Alors que j'ai compté mes pas, à chaque instant, de ceux qui me menaient sur mon lieu de travail, là ou j'ai espéré apporter un peu de ma joie, un peu de ma flamme vive, sans vraiment compter, comme à mon habitude, sans m'économiser non plus, j'ai semé mes petits grains d'ivresse, ici dans le bitume un peu désert, par la force des choses. Les premières semaines furent à la fois les plus difficiles de toute mon existence, et Dieu sait que j'en ai connu de sévères. La vie ne m'a pas épargnée, et je soupçonne mon karma de n'être pas trop de mon côté, bien souvent. Il y avait ce travail d'une importance épuisante, me faisant courber les épaules, provoquant de terribles migraines, puisées aussi bien dans le désespoir de ne pouvoir faire mieux que dans le manque d'inspirations sans entraves. 
Il y avait mon partenaire de jeux, qui me libérait de tout, en s'attachant à parfaire mes possibles souffrances.
C'est fou comme il a su provoquer autant d'espoirs, lui qui n'avait absolument rien à donner à quiconque.
Il y a eu des abandons.
Des adieux qui n'en n'étaient pas. Des tentatives de compréhension.
Puis des représailles silencieuses. De petites trahisons discrètes nécessaires pour accorder un pardon qui n'était même pas demandé, tant l'homme s'auto-absous sans y penser un seul instant.
J'ai découvert que le silence n'est pas l'acceptation, et bien souvent une arme redoutable.
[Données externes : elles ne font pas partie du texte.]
use crate::dialect::Dialect;
use crate::error::{ScopeError, ScopeResult};
use crate::schema::Schema;
use chrono::{DateTime, Utc};
use serde::{Deserialize, Serialize};
use std::path::Path;

pub const SNAPSHOT_VERSION: u32 = 1;

/// A schema snapshot persisted to disk.
///
/// Snapshots are replaced wholesale whenever the caller connects to another
/// database; nothing here mutates one in place.
#[derive(Debug, Clone, PartialEq, Serialize, Deserialize)]
pub struct SchemaSnapshot {
    pub version: u32,
    pub retrieved_at: DateTime<Utc>,
    /// Dialect of the database the schema was read from, if known.
    #[serde(default, skip_serializing_if = "Option::is_none")]
    pub dialect: Option<Dialect>,
    /// Free-form label (database name, connection alias).
    #[serde(default, skip_serializing_if = "Option::is_none")]
    pub database: Option<String>,
    pub schema: Schema,
}

impl SchemaSnapshot {
    pub fn new(schema: Schema) -> Self {
        Self {
            version: SNAPSHOT_VERSION,
            retrieved_at: Utc::now(),
            dialect: None,
            database: None,
            schema,
        }
    }

    pub fn with_dialect(mut self, dialect: Dialect) -> Self {
        self.dialect = Some(dialect);
        self
    }

    pub fn with_database(mut self, database: impl Into<String>) -> Self {
        self.database = Some(database.into());
        self
    }

    /// Parse a snapshot document, or a bare schema document (the request wire
    /// format) which is wrapped into a fresh snapshot.
    pub fn from_json(data: &[u8]) -> ScopeResult<Self> {
        let value: serde_json::Value = serde_json::from_slice(data)
            .map_err(|e| ScopeError::Serialization(format!("Failed to parse schema JSON: {e}")))?;

        let is_snapshot = value.get("version").is_some() && value.get("schema").is_some();
        if is_snapshot {
            let snapshot: SchemaSnapshot = serde_json::from_value(value).map_err(|e| {
                ScopeError::Serialization(format!("Failed to parse schema snapshot: {e}"))
            })?;
            if snapshot.version != SNAPSHOT_VERSION {
                return Err(ScopeError::Other(format!(
                    "Unsupported schema snapshot version: {}",
                    snapshot.version
                )));
            }
            return Ok(snapshot);
        }

        let schema: Schema = serde_json::from_value(value)
            .map_err(|e| ScopeError::Serialization(format!("Failed to parse schema: {e}")))?;
        Ok(Self::new(schema))
    }

    pub fn load(path: &Path) -> ScopeResult<Self> {
        let data = std::fs::read(path)?;
        Self::from_json(&data)
    }

    /// Write the snapshot next to `path` and rename it into place.
    pub fn save(&self, path: &Path) -> ScopeResult<()> {
        if let Some(parent) = path.parent() {
            if !parent.as_os_str().is_empty() {
                std::fs::create_dir_all(parent)?;
            }
        }

        let tmp_path = path.with_extension("json.tmp");
        let data = serde_json::to_vec_pretty(self).map_err(|e| {
            ScopeError::Serialization(format!("Failed to serialize schema snapshot: {e}"))
        })?;

        std::fs::write(&tmp_path, data)?;
        std::fs::rename(&tmp_path, path)?;
        Ok(())
    }
}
Lorsque la parole s'efface, ce sont les actes qui sont mis en exergue. Qu'il s'agisse d'amour, de générosité ou de lâcheté, de malhonnêteté. Si je ne dis mot, je suis soudain le témoin et tout prend alors son sens réel. 
Puis, il s'est produit le pire.
Le désamour est arrivé.
Lui, je le connais par cœur.
Tu te réveilles un matin, et t'as ton cœur qui est tout creux, tout vide, tout sec comme un vieux cookie oublié dans un bocal sans couvercle. C'est moche cette sensation là. D'un coup, y'a plus de saveur à rien. Et ça ne fait que commencer. Bientôt, c'est plus long d'oublier qu'on a aimé, que ce temps furtif, si fragile, que d'aimer. On peut comprendre qu'il y existe un paquet de gens qui ne s'y risque plus. C'est un peu comme si on te propose un deal aberrant, en te disant, ok, aujourd'hui, tu as droit à un verre de vin fabuleux, tu vas le boire, et tu vas naviguer une poignée de secondes au paradis, mais alors un truc de fou, ça va te marquer pour le reste de ta vie. Par contre, après, tu vas te prendre une maga cuite qui va durer trente jours. Tu fais quoi ?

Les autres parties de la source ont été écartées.